As undesirable defects, grain boundaries (GBs) are widespread in epitaxial graphene using existing growth methods on metal substrates. Employing density functional theory calculations, we first identify that the misorientations of carbon islands nucleated on a Cu(111) surface lead to the formation of GBs as the islands coalesce. We then propose a two-step kinetic pathway to effectively suppress the formation of GBs. In the first step, large aromatic hydrocarbon molecules are deposited onto a $\sqrt{3}\times \sqrt{3}$ superstructured Cu-Mn alloyed surface to seed the initial carbon clusters of a single orientation; in the second step, the seeded islands are enlarged through normal chemical vapor deposition of methane to form a complete graphene sheet.
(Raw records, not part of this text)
//! Limited-memory BFGS with a backtracking line search, used to fit the
//! log-linear model weights. Follows Nocedal (1980) with the cautious
//! update of Kelley (1999).

use std::collections::VecDeque;

use crate::utils::{add_scaled, dot, two_norm, Err};

/// A differentiable objective function to be minimized.
pub trait Differentiable {
  /// Evaluates the objective at `x`, writes the gradient into `grad`, and
  /// returns the value. Implementations are expected to cache the last
  /// evaluation point, since the optimizer re-evaluates at unchanged `x`.
  fn value_and_gradient(&mut self, x: &[f64], grad: &mut [f64]) -> f64;
}

/// An objective the L-BFGS loop can minimize. The objective is consulted
/// after every iteration and may change itself, in which case the stored
/// correction vectors no longer apply and the search restarts from the
/// objective's own decision vector.
pub trait Objective: Differentiable {
  /// The decision vector to resume from after the objective has changed.
  fn current_x(&self) -> Vec<f64>;

  /// Called at the end of each iteration (`iter` starts at 0; `is_last` is
  /// set when the search is about to stop). Returns true if the objective
  /// has changed and the correction history must be discarded.
  fn check(&mut self, iter: usize, is_last: bool) -> bool;
}

const LINE_SEARCH_ITERATIONS: usize = 100;
const SUFFICIENT_DECREASE: f64 = 1e-4;
const BACKTRACK_LOW: f64 = 0.1;
const BACKTRACK_HIGH: f64 = 0.5;
const STEP_TOLERANCE: f64 = 1e-7;

/// Backtracking line search (Armijo, 1966). The step size is refined by
/// quadratic interpolation on the first backtrack and cubic interpolation
/// afterwards, clamped to a geometric backtracking window.
pub struct LineSearch;

impl LineSearch {
  /// Moves `x` along `dir` until the objective value sufficiently
  /// decreases. Returns false (with `x` restored) if no acceptable step
  /// exists above the minimum step size.
  pub fn decrease(
    obj: &mut dyn Differentiable,
    x: &mut [f64],
    dir: &[f64],
  ) -> Result<bool, Err> {
    let mut grad = vec![0.0; x.len()];
    let val0 = obj.value_and_gradient(x, &mut grad);
    let gd0 = dot(&grad, dir);
    if gd0 >= 0.0 {
      tracing::error!(gd0, "line search direction does not descend");
      return Err("roundoff problem: line search direction does not descend".into());
    }
    // minimum step size, Press et al. (1992)
    let mut scale: f64 = 0.0;
    for (d, xi) in dir.iter().zip(x.iter()) {
      scale = scale.max(d.abs() / xi.abs().max(1.0));
    }
    let min_lambda = STEP_TOLERANCE / scale;
    let x0 = x.to_vec();
    let mut lambda = 1.0;
    let mut last_val = val0;
    let mut last_lambda = 1.0;
    for _ in 0..LINE_SEARCH_ITERATIONS {
      if lambda < min_lambda {
        x.copy_from_slice(&x0);
        tracing::warn!("line search step size is too small");
        return Ok(false);
      }
      x.copy_from_slice(&add_scaled(&x0, lambda, dir));
      let val = obj.value_and_gradient(x, &mut grad);
      if val - val0 < SUFFICIENT_DECREASE * lambda * gd0 {
        return Ok(true);
      }
      let next_lambda = if lambda == 1.0 {
        -gd0 / (2.0 * (val - val0 - gd0))
      } else {
        let r1 = val - val0 - gd0 * lambda;
        let r2 = last_val - val0 - gd0 * last_lambda;
        let a =
          (r1 / (lambda * lambda) - r2 / (last_lambda * last_lambda)) / (lambda - last_lambda);
        let b = (-last_lambda * r1 / (lambda * lambda)
          + lambda * r2 / (last_lambda * last_lambda))
          / (lambda - last_lambda);
        if a == 0.0 {
          -gd0 / (2.0 * b)
        } else {
          let d = b * b - 3.0 * a * gd0;
          if d < 0.0 {
            0.5 * lambda
          } else if b <= 0.0 {
            (-b + d.sqrt()) / (3.0 * a)
          } else {
            -gd0 / (b + d.sqrt())
          }
        }
      };
      last_val = val;
      last_lambda = lambda;
      lambda = next_lambda.clamp(BACKTRACK_LOW * lambda, BACKTRACK_HIGH * lambda);
    }
    x.copy_from_slice(&x0);
    tracing::warn!("line search fails to converge");
    Ok(false)
  }
}

const MAX_ITERATIONS: usize = 1000;
const NUM_CORRECTIONS: usize = 4;
const ABS_RESIDUAL: f64 = 1e-1;
const REL_RESIDUAL: f64 = 1e-3;

/// The limited-memory BFGS minimizer. Keeps a short window of correction
/// pairs and builds the search direction with the two-loop recursion,
/// scaled as in Byrd, Nocedal & Schnabel (1992).
pub struct Lbfgs {
  last_x: Option<Vec<f64>>,
  last_grad: Option<Vec<f64>>,
  s: VecDeque<Vec<f64>>,
  y: VecDeque<Vec<f64>>,
  rho: VecDeque<f64>,
}

impl Default for Lbfgs {
  fn default() -> Self {
    Lbfgs::new()
  }
}

impl Lbfgs {
  pub fn new() -> Self {
    Lbfgs {
      last_x: None,
      last_grad: None,
      s: VecDeque::with_capacity(NUM_CORRECTIONS),
      y: VecDeque::with_capacity(NUM_CORRECTIONS),
      rho: VecDeque::with_capacity(NUM_CORRECTIONS),
    }
  }

  /// Discards the stored correction vectors. Required whenever the
  /// objective function changes between iterations.
  pub fn reset(&mut self) {
    self.last_x = None;
    self.last_grad = None;
    self.s.clear();
    self.y.clear();
    self.rho.clear();
  }

  /// Finds a decision vector that locally minimizes `obj`, starting from
  /// and writing back through `x`. Returns true if the search converges.
  pub fn minimize<O: Objective>(&mut self, obj: &mut O, x: &mut Vec<f64>) -> Result<bool, Err> {
    let mut grad = vec![0.0; x.len()];
    obj.value_and_gradient(x, &mut grad);
    let g0 = two_norm(&grad);
    if g0 == 0.0 {
      return Ok(true);
    }
    self.reset();
    for iter in 0..MAX_ITERATIONS {
      tracing::debug!(iter, "l-bfgs iteration");
      let mut pair = None;
      if let (Some(lx), Some(lg)) = (&self.last_x, &self.last_grad) {
        let s = add_scaled(x, -1.0, lx);
        let y = add_scaled(&grad, -1.0, lg);
        let sy = dot(&s, &y);
        // cautious update, Kelley (1999)
        if sy <= 0.0 {
          tracing::warn!("curvature condition violated, resetting correction vectors");
          self.reset();
        } else {
          pair = Some((s, y, sy));
        }
      }
      let dir = if let Some((s, y, sy)) = pair {
        let gamma = sy / dot(&y, &y);
        if self.s.len() == NUM_CORRECTIONS {
          self.s.pop_front();
          self.y.pop_front();
          self.rho.pop_front();
        }
        self.s.push_back(s);
        self.y.push_back(y);
        self.rho.push_back(1.0 / sy);
        let size = self.s.len();
        let mut dir = grad.clone();
        let mut alpha = vec![0.0; size];
        for i in (0..size).rev() {
          alpha[i] = self.rho[i] * dot(&self.s[i], &dir);
          dir = add_scaled(&dir, -alpha[i], &self.y[i]);
        }
        for d in dir.iter_mut() {
          *d *= gamma;
        }
        for i in 0..size {
          let beta = self.rho[i] * dot(&self.y[i], &dir);
          dir = add_scaled(&dir, alpha[i] - beta, &self.s[i]);
        }
        for d in dir.iter_mut() {
          *d = -*d;
        }
        dir
      } else {
        grad.iter().map(|g| -g).collect()
      };
      self.last_x = Some(x.clone());
      self.last_grad = Some(grad.clone());
      let line_minimized = LineSearch::decrease(obj, x, &dir)?;
      obj.value_and_gradient(x, &mut grad);
      let converged = two_norm(&grad) < REL_RESIDUAL * g0 + ABS_RESIDUAL;
      if obj.check(iter, !line_minimized || converged) {
        // the objective has changed under us, start over from its state
        self.reset();
        *x = obj.current_x();
        grad = vec![0.0; x.len()];
        obj.value_and_gradient(x, &mut grad);
        continue;
      }
      if !line_minimized {
        return Ok(false);
      }
      if converged {
        return Ok(true);
      }
    }
    tracing::warn!("l-bfgs fails to converge");
    Ok(false)
  }
}

#[cfg(test)]
mod tests {
  use super::*;

  struct Quadratic {
    target: Vec<f64>,
    last_x: Vec<f64>,
    moves_to: Option<Vec<f64>>,
  }

  impl Quadratic {
    fn new(target: &[f64]) -> Self {
      Quadratic { target: target.to_vec(), last_x: Vec::new(), moves_to: None }
    }
  }

  impl Differentiable for Quadratic {
    fn value_and_gradient(&mut self, x: &[f64], grad: &mut [f64]) -> f64 {
      self.last_x = x.to_vec();
      let mut val = 0.0;
      for i in 0..x.len() {
        let d = x[i] - self.target[i];
        val += d * d;
        grad[i] = 2.0 * d;
      }
      val
    }
  }

  impl Objective for Quadratic {
    fn current_x(&self) -> Vec<f64> {
      self.last_x.clone()
    }

    fn check(&mut self, _iter: usize, _is_last: bool) -> bool {
      if let Some(target) = self.moves_to.take() {
        self.target = target;
        true
      } else {
        false
      }
    }
  }

  #[test]
  fn test_line_search_decreases() {
    let mut obj = Quadratic::new(&[0.0]);
    let mut x = vec![2.0];
    let mut grad = vec![0.0];
    let before = obj.value_and_gradient(&x, &mut grad);
    assert!(LineSearch::decrease(&mut obj, &mut x, &[-1.0]).unwrap());
    let after = obj.value_and_gradient(&x, &mut grad);
    assert!(after < before);
  }

  #[test]
  fn test_line_search_rejects_ascent_direction() {
    let mut obj = Quadratic::new(&[0.0]);
    let mut x = vec![2.0];
    assert!(LineSearch::decrease(&mut obj, &mut x, &[1.0]).is_err());
  }

  #[test]
  fn test_minimize_quadratic() {
    let mut obj = Quadratic::new(&[3.0, -4.0]);
    let mut x = vec![10.0, 10.0];
    assert!(Lbfgs::new().minimize(&mut obj, &mut x).unwrap());
    assert!((x[0] - 3.0).abs() < 0.1);
    assert!((x[1] + 4.0).abs() < 0.1);
  }

  #[test]
  fn test_minimize_at_optimum_converges_immediately() {
    let mut obj = Quadratic::new(&[1.0]);
    let mut x = vec![1.0];
    assert!(Lbfgs::new().minimize(&mut obj, &mut x).unwrap());
    assert_eq!(x, vec![1.0]);
  }

  #[test]
  fn test_objective_change_restarts_search() {
    let mut obj = Quadratic::new(&[3.0]);
    obj.moves_to = Some(vec![8.0]);
    let mut x = vec![20.0];
    assert!(Lbfgs::new().minimize(&mut obj, &mut x).unwrap());
    assert!((x[0] - 8.0).abs() < 0.1);
  }
}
The present approach promises to overcome a standing obstacle in large scale single-crystal graphene fabrication.

Figure 1

(a) and (b) Structural illustrations of the Cu(111) substrate and graphene, where the dashed lines show their respective high-symmetry axes. (c) and (d) Illustrations of two geometries where a 7CR carbon cluster is at a HSO on the Cu(111) surface. In (c), the edge C atoms reside at the threefold hollow sites; in (d), the edge C atoms are at the bridge sites between two surface Cu atoms.

Figure 2

Side and top view of a 7CR carbon cluster on the Cu(111) surface, illustrating the domed nature (a) and the rotated nature (b) from the HSO of Fig. 1c, respectively.

Figure 3

(a) Structure of the ($\sqrt{3}\times \sqrt{3}$) $R30°$ Mn-Cu(111) superstructurally alloyed surface. (b)–(d) Three stable or metastable geometries of a 7CR carbon cluster adsorbed on the Mn-Cu(111) surface. As indicated by the dashed lines, (b) and (c) illustrate two HSO configurations, while (d) is rotated from a HSO, and their relative stabilities are indicated by their total energy differences.

Figure 4

Enlargement of coronene-seeded carbon islands via conventional CVD growth. The individual C adatoms supplied in the second step of the seed and grow kinetic pathway diffuse and attach to the nearby islands to fill the opening spaces, resulting in a larger graphene sheet with no GBs.